====== MATERIAL FOR THIS TASK ======

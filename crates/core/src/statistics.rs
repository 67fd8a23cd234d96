//! Aggregate statistics counters for runs
//!
//! ## Design
//!
//! Statistics are a derived view: they are always recomputable from the
//! run's current item set and are rewritten from scratch on recalculation.
//! Rebuilding from scratch (rather than applying increments) trades O(items)
//! work per recalculation for immunity to counter drift, and keeps
//! recalculation idempotent: recalculating an unchanged run twice yields the
//! same counters.

use crate::item::{DefectType, ItemStatus};
use serde::{Deserialize, Serialize};

/// Pass/fail/skip execution counters
#[derive(Debug, Clone, Copy, Default, PartialEq, Eq, Serialize, Deserialize)]
pub struct ExecutionCounter {
    /// All counted items, regardless of status
    pub total: u64,
    /// Items that passed
    pub passed: u64,
    /// Items that failed
    pub failed: u64,
    /// Items that were skipped
    pub skipped: u64,
}

impl ExecutionCounter {
    /// Count one item with the given status
    ///
    /// In-progress items contribute to `total` only.
    pub fn record(&mut self, status: ItemStatus) {
        self.total += 1;
        match status {
            ItemStatus::Passed => self.passed += 1,
            ItemStatus::Failed => self.failed += 1,
            ItemStatus::Skipped => self.skipped += 1,
            ItemStatus::InProgress => {}
        }
    }
}

/// Per-defect-type breakdown counters
#[derive(Debug, Clone, Copy, Default, PartialEq, Eq, Serialize, Deserialize)]
pub struct DefectCounter {
    /// Failures caused by the product under test
    pub product_bug: u64,
    /// Failures caused by the test automation
    pub automation_bug: u64,
    /// Failures caused by the environment
    pub system_issue: u64,
    /// Failures not yet triaged
    pub to_investigate: u64,
    /// Analyzed non-defects
    pub no_defect: u64,
}

impl DefectCounter {
    /// Count one item with the given defect classification
    pub fn record(&mut self, defect: DefectType) {
        match defect {
            DefectType::ProductBug => self.product_bug += 1,
            DefectType::AutomationBug => self.automation_bug += 1,
            DefectType::SystemIssue => self.system_issue += 1,
            DefectType::ToInvestigate => self.to_investigate += 1,
            DefectType::NoDefect => self.no_defect += 1,
        }
    }
}

/// Aggregate statistics for one run
///
/// ## Invariants
///
/// - Derived, never authoritative: always recomputable from the run's items.
/// - `executions.total >= passed + failed + skipped` (in-progress items
///   contribute to total only).
#[derive(Debug, Clone, Copy, Default, PartialEq, Eq, Serialize, Deserialize)]
pub struct Statistics {
    /// Execution status counters
    pub executions: ExecutionCounter,
    /// Defect-type breakdown counters
    pub defects: DefectCounter,
}
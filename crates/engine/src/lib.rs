//! Merge and statistics engine for runledger
//!
//! This crate implements the consolidation of test suites and the
//! recalculation of derived run statistics:
//! - Validation chain: existence, suite-level, and project-membership
//!   checks, all before any mutation
//! - Merge strategies: BY_ID / BY_NAME child matching and reparenting
//! - Metadata reconciler: tag union, description folding, time window
//! - Statistics facades: per-strategy from-scratch counter rebuilds
//! - Merge coordinator: the single exposed operation sequencing it all
//!
//! # Concurrency
//!
//! The engine is synchronous. Concurrent merges on the same target item are
//! serialized by a lock keyed by target item id; statistics recalculation is
//! serialized per run inside the facade. Merges on disjoint targets proceed
//! independently.

#![warn(missing_docs)]
#![warn(clippy::all)]

pub mod facade;
pub mod lock;
pub mod merge;
pub mod reconcile;
pub mod strategy;
pub mod validation;

pub use facade::{StatisticsFacade, StatisticsFacadeFactory};
pub use lock::{KeyedGuard, KeyedLock};
pub use merge::{MergeCoordinator, MergeRequest, MergeResult};
pub use reconcile::reconcile;
pub use strategy::{strategy_for, MergeStrategy, MergeStrategyKind};
pub use validation::Validator;
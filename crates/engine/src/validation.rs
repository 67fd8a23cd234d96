//! Validation chain for merge requests
//!
//! Pure, side-effect-free checks executed before any mutation. A failure
//! aborts the whole merge with no partial state change, so none of these
//! checks needs a compensating action.

use runledger_core::{
    Error, ItemId, ItemRepository, Project, ProjectId, ProjectRepository, Result, Run, RunId,
    RunRepository, TestItem,
};
use std::collections::BTreeSet;

/// Read-only validator over the three repositories
pub struct Validator<'a> {
    items: &'a dyn ItemRepository,
    runs: &'a dyn RunRepository,
    projects: &'a dyn ProjectRepository,
}

impl<'a> Validator<'a> {
    /// Create a validator borrowing the repositories
    pub fn new(
        items: &'a dyn ItemRepository,
        runs: &'a dyn RunRepository,
        projects: &'a dyn ProjectRepository,
    ) -> Self {
        Self {
            items,
            runs,
            projects,
        }
    }

    /// Resolve an item or fail with `ItemNotFound`
    pub fn item(&self, id: &ItemId) -> Result<TestItem> {
        self.items.find_item(id)?.ok_or(Error::ItemNotFound(*id))
    }

    /// Resolve a run or fail with `RunNotFound`
    pub fn run(&self, id: &RunId) -> Result<Run> {
        self.runs.find_run(id)?.ok_or(Error::RunNotFound(*id))
    }

    /// Resolve a project or fail with `ProjectNotFound`
    pub fn project(&self, id: &ProjectId) -> Result<Project> {
        self.projects
            .find_project(id)?
            .ok_or(Error::ProjectNotFound(*id))
    }

    /// Fail with `AccessDenied` unless the run belongs to the project
    pub fn run_in_project(&self, run: &Run, project: &Project) -> Result<()> {
        if run.project_id != project.id {
            return Err(Error::AccessDenied(format!(
                "run '{}' belongs to another project",
                run.id
            )));
        }
        Ok(())
    }

    /// Fail with `AccessDenied` unless the item's run belongs to the project
    pub fn item_in_project(&self, item: &TestItem, project: &Project) -> Result<()> {
        let run = self.run(&item.run_id)?;
        if run.project_id != project.id {
            return Err(Error::AccessDenied(format!(
                "item '{}' belongs to another project",
                item.id
            )));
        }
        Ok(())
    }

    /// Fail with `InvalidRequest` unless the item is at suite level
    pub fn suite(&self, item: &TestItem) -> Result<()> {
        if !item.is_suite() {
            return Err(Error::InvalidRequest(format!(
                "item '{}' is not a suite",
                item.id
            )));
        }
        Ok(())
    }

    /// Collect the ids of an item's ancestors, walking parent links to the
    /// root
    ///
    /// Stops if a parent link points at an already-visited item, so a
    /// malformed hierarchy cannot loop the walk.
    pub fn ancestors(&self, item: &TestItem) -> Result<BTreeSet<ItemId>> {
        let mut ancestors = BTreeSet::new();
        let mut cursor = item.parent;
        while let Some(parent_id) = cursor {
            if !ancestors.insert(parent_id) {
                break;
            }
            cursor = self
                .items
                .find_item(&parent_id)?
                .and_then(|parent| parent.parent);
        }
        Ok(ancestors)
    }

    /// Fail with `InvalidRequest` if the source is the target itself or an
    /// ancestor of the target
    ///
    /// Merging a suite into its own descendant would reparent the target
    /// under itself; such sources are structurally invalid.
    pub fn source_disjoint_from_target(
        &self,
        source: &TestItem,
        target: &TestItem,
        target_ancestors: &BTreeSet<ItemId>,
    ) -> Result<()> {
        if source.id == target.id {
            return Err(Error::InvalidRequest(format!(
                "item '{}' cannot be merged into itself",
                source.id
            )));
        }
        if target_ancestors.contains(&source.id) {
            return Err(Error::InvalidRequest(format!(
                "source '{}' contains the target item",
                source.id
            )));
        }
        Ok(())
    }
}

======

WHAT YOU HAVE TO DO:
The required output is the exact run of lines from the beginning of the listing above to the line that contains "pub fn record(&mut self, status: ItemStatus)", inclusive of both.

FINISHED EXERCISE:
filename crates/core/src/statistics.rs
repository 67fd8a23cd234d96
//! Aggregate statistics counters for runs
//!
//! ## Design
//!
//! Statistics are a derived view: they are always recomputable from the
//! run's current item set and are rewritten from scratch on recalculation.
//! Rebuilding from scratch (rather than applying increments) trades O(items)
//! work per recalculation for immunity to counter drift, and keeps
//! recalculation idempotent: recalculating an unchanged run twice yields the
//! same counters.

use crate::item::{DefectType, ItemStatus};
use serde::{Deserialize, Serialize};

/// Pass/fail/skip execution counters
#[derive(Debug, Clone, Copy, Default, PartialEq, Eq, Serialize, Deserialize)]
pub struct ExecutionCounter {
    /// All counted items, regardless of status
    pub total: u64,
    /// Items that passed
    pub passed: u64,
    /// Items that failed
    pub failed: u64,
    /// Items that were skipped
    pub skipped: u64,
}

impl ExecutionCounter {
    /// Count one item with the given status
    ///
    /// In-progress items contribute to `total` only.
    pub fn record(&mut self, status: ItemStatus) {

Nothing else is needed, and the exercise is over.